Le Mont de Moïse – ou Musa Dagh – se trouve à l’extrême sud-est de la côte méditerranéenne de la Turquie actuelle. Il était peuplé de plusieurs villages arméniens, dont les habitants s’organisèrent en 1915, utilisant leurs terres les plus en hauteur pour résister à l’approche des forces ottomanes. Durant 53 jours, entre 4 000 et 5 000 villageois du Musa Dagh résistèrent, jusqu’à ce que – remarquant l’inscription SOS peinte sur une immense bâche – des navires de guerre français, croisant dans les environs, les évacuent. (Un village du Musa Dagh, Vakıf, subsiste en Turquie, peuplé d’Arméniens autochtones, tandis qu’un autre groupe de villages arméniens autour de la ville de Kessab, juste après la frontière en Syrie, a été attaqué par des forces en provenance de Turquie, en mars 2014, en pleine guerre civile syrienne; ces avant-postes sont tout ce qui reste de la population originelle du royaume médiéval arménien de Cilicie).
C’est lors d’une sorte de lune de miel au Moyen-Orient, vers 1930, que Franz Werfel tomba sur des survivants du génocide arménien. Leur histoire était déjà passée à la trappe, mais après s’être renseigné et avoir mené des recherches, Werfel décida de reprendre cet épisode isolé de 1915 et d’en faire un des romans qui eut le plus de retentissement à son époque. Les Quarante Jours du Musa Dagh firent sensation, étant donné les origines de l’A., de la langue et de la date à laquelle il fut publié – en allemand, en 1933, l’année où Hitler parvint au pouvoir. Il ne fallut pas longtemps pour que la situation des Arméniens dans l’empire ottoman soit comparée à celle des Juifs en Europe centrale et orientale, en particulier en Allemagne, où le livre fut interdit et dont des exemplaires furent brûlés.
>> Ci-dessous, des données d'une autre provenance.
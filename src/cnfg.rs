use anyhow::{Context, Result};
use dotenv::dotenv;

#[derive(Debug, PartialEq, Eq, Clone, Copy, Default)]
pub enum AppEnv {
    #[default]
    Development,
    Production,
}

impl AppEnv {
    fn parse(value: &str) -> Result<Self> {
        match value.to_ascii_lowercase().as_str() {
            "development" => Ok(Self::Development),
            "production" => Ok(Self::Production),
            other => anyhow::bail!("Invalid APP_ENV value: {other}"),
        }
    }
}

#[derive(Debug, PartialEq, Eq, Clone)]
pub struct AppConfig {
    pub env: AppEnv,
    pub port: u16,
}

impl Default for AppConfig {
    fn default() -> Self {
        Self {
            env: AppEnv::default(),
            port: 3000,
        }
    }
}

impl AppConfig {
    /// Load configuration from the environment, reading `.env` first if present
    pub fn load() -> Result<Self> {
        dotenv().ok();
        Self::from_lookup(|name| std::env::var(name).ok())
    }

    fn from_lookup(lookup: impl Fn(&str) -> Option<String>) -> Result<Self> {
        let mut config = AppConfig::default();

        if let Some(port) = lookup("PORT") {
            config.port = port
                .parse()
                .with_context(|| format!("Invalid PORT value: {port}"))?;
        }

        if let Some(env) = lookup("APP_ENV") {
            config.env = AppEnv::parse(&env)?;
        }

        Ok(config)
    }
}

#[cfg(test)]
mod tests {
    use super::*;
    use std::collections::HashMap;

    fn load_from(vars: &[(&str, &str)]) -> Result<AppConfig> {
        let vars: HashMap<String, String> = vars
            .iter()
            .map(|(k, v)| (k.to_string(), v.to_string()))
            .collect();
        AppConfig::from_lookup(|name| vars.get(name).cloned())
    }

    #[test]
    fn defaults_when_unset() {
        let config = load_from(&[]).unwrap();
        assert_eq!(config, AppConfig::default());
        assert_eq!(config.port, 3000);
        assert_eq!(config.env, AppEnv::Development);
    }

    #[test]
    fn reads_port_and_env() {
        let config = load_from(&[("PORT", "8080"), ("APP_ENV", "Production")]).unwrap();
        assert_eq!(config.port, 8080);
        assert_eq!(config.env, AppEnv::Production);
    }

    #[test]
    fn rejects_bad_values() {
        assert!(load_from(&[("PORT", "not-a-port")]).is_err());
        assert!(load_from(&[("APP_ENV", "staging")]).is_err());
    }
}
Autre pays qui joua, sans surprise, un rôle actif dans la répression de l’ouvrage de Franz Werfel, la Turquie où, de même, le livre fut prohibé et brûlé – y compris par les Arméniens subsistant à Istanbul, prompts à se plier à la ligne officielle, comme le fit la communauté juive de Turquie. Néanmoins, l’ouvrage de Franz Werfel circulait dans les ghettos de l’Europe sous occupation nazie, de même que parmi les combattants juifs de Palestine. De nouveaux Musa Dagh furent annoncés dans la lutte contre l’oppression et le génocide, plus de vingt ans après la résistance première des Arméniens.
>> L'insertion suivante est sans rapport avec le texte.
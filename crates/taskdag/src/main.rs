//! taskdag CLI entry point

// CLI binary needs to output to stdout/stderr
#![allow(clippy::print_stdout, clippy::print_stderr)]

use taskdag::cli;
use taskdag::errors::{EXIT_OK, exit_code_for, render_error};
use taskdag::tracing::{TracingConfig, TracingFormat, init_tracing};

fn main() {
    // NOTE: eprintln! in the panic hook is intentional, the subscriber may be
    // unusable while panicking.
    std::panic::set_hook(Box::new(|panic_info| {
        eprintln!("Application panicked: {panic_info}");
        eprintln!("Internal error occurred. Run with RUST_LOG=debug for more information.");
    }));

    let cli = cli::parse();
    let json = cli.json;

    let tracing_config = TracingConfig {
        format: if json {
            TracingFormat::Json
        } else {
            TracingFormat::Compact
        },
        level: cli.level.into(),
        filter: cli.log_filter.clone(),
    };
    if let Err(e) = init_tracing(&tracing_config) {
        eprintln!("{e}");
    }

    let exit_code = match taskdag::run(cli) {
        Ok(output) => {
            if !output.is_empty() {
                println!("{output}");
            }
            EXIT_OK
        }
        Err(err) => {
            let code = exit_code_for(&err);
            render_error(err, json);
            code
        }
    };
    std::process::exit(exit_code);
}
Les manœuvres de la Turquie traversèrent aussi l’Atlantique, où Les Quarante Jours firent sensation au point que la MGM décida d’en faire un film épique, avec Clark Gable en tête d’affiche. Des tensions diplomatiques de la part d’Ankara et l’ingérence du Département d’Etat à Washington jusqu’à Hollywood eurent finalement leur effet : le film fut suspendu et ses droits rachetés, jusqu’à ce qu’une production à faible budget soit réalisée au début des années 1980.
Bien que Franz Werfel soit décédé en 1945, son influence perdure, bien au-delà des milieux arméniens. Des vedettes comme Sylvester Stallone et Mel Gibson ont exprimé leur intérêt, ces dernières années, pour redonner vie au projet d’adapter au cinéma Les Quarante Jours du Musa Dagh, mais tous deux ont cédé sous la pression de la Turquie.
Traduction : © Georges Festa
Références et autres ressources
1. Liel Leibovitz. “The Best Holocaust Novel Ever”, Tablet, June 5, 2012
2. Edward Minasian. Musa Dagh. Cold River Studio, 2007
3. Wikipedia: “Franz Werfel”
4. Wikipedia: “The Forty Days of Musa Dagh”
5. Wikipedia: “Jewish response to The Forty Days of Musa Dagh”
6. Wikipedia: “Musa Dagh Resistance”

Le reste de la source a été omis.